Retype only the lines at the head of the records, first through the one with "when the 32-bit", exactly as written.

----- Given data -----

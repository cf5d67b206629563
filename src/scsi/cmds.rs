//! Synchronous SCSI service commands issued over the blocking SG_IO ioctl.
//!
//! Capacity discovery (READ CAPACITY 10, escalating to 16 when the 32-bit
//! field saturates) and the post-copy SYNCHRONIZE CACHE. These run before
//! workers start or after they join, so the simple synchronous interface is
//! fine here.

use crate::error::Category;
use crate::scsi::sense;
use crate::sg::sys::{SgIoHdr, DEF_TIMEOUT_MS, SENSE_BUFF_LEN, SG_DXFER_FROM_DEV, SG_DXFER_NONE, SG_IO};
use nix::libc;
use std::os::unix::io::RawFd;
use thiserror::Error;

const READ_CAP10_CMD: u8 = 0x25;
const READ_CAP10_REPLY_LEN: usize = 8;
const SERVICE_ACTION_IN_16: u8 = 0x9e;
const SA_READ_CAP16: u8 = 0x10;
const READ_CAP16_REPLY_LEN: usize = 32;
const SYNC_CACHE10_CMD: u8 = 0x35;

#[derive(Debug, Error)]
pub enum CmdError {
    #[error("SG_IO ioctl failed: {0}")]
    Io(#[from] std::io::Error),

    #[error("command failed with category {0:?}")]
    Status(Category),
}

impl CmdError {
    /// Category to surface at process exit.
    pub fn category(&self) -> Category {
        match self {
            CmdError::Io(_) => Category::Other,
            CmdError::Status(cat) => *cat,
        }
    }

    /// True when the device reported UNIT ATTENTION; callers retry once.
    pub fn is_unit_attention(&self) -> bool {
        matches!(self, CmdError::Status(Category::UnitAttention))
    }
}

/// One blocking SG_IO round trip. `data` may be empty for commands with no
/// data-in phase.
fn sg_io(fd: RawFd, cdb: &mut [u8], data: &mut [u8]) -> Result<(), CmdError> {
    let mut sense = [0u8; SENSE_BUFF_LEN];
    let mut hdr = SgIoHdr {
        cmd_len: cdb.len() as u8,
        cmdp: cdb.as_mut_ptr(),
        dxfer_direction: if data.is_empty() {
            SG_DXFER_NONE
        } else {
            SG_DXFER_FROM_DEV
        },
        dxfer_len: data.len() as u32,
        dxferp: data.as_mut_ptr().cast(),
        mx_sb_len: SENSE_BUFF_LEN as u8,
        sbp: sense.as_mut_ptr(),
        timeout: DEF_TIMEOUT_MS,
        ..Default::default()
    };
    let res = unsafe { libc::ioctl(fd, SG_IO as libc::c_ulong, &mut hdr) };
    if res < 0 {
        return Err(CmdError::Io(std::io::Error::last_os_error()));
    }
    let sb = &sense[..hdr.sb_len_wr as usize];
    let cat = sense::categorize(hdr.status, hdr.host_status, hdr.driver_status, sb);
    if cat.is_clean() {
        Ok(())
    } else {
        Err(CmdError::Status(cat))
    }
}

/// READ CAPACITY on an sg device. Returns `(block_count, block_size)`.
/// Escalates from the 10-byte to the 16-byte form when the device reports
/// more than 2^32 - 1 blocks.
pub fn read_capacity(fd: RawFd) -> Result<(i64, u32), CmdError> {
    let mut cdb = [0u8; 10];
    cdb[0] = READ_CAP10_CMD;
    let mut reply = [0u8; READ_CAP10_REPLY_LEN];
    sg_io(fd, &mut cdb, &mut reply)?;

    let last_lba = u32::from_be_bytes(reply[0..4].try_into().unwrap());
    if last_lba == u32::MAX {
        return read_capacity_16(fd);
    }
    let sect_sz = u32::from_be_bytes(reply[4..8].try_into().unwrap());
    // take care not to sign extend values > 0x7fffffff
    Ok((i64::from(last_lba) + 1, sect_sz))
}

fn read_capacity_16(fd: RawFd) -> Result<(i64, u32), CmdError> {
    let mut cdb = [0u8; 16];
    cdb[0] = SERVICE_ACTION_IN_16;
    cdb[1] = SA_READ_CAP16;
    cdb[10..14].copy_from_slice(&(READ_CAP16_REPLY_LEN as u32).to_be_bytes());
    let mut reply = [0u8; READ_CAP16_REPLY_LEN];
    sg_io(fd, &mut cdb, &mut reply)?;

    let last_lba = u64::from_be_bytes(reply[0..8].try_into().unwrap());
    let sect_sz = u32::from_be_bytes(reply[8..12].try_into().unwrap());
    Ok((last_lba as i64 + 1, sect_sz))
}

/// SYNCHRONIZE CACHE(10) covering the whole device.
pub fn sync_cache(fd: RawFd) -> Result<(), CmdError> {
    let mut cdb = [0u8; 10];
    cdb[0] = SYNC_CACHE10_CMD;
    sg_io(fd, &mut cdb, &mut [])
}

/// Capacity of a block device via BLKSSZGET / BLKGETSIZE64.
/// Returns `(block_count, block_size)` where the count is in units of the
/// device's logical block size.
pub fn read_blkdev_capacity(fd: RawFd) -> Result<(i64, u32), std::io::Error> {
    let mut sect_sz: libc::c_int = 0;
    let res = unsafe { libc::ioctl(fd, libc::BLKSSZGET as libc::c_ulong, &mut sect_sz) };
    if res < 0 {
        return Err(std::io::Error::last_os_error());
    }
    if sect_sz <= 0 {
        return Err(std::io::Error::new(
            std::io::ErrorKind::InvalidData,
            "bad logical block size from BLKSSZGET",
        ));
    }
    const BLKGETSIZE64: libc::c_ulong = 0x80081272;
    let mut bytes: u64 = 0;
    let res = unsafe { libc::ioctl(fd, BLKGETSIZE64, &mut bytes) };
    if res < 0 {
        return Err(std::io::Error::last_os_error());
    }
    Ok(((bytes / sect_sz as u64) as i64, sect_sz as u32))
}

-----

* _Solution for this exercise_
repository cf5d67b206629563
filename src/scsi/cmds.rs
//! Synchronous SCSI service commands issued over the blocking SG_IO ioctl.
//!
//! Capacity discovery (READ CAPACITY 10, escalating to 16 when the 32-bit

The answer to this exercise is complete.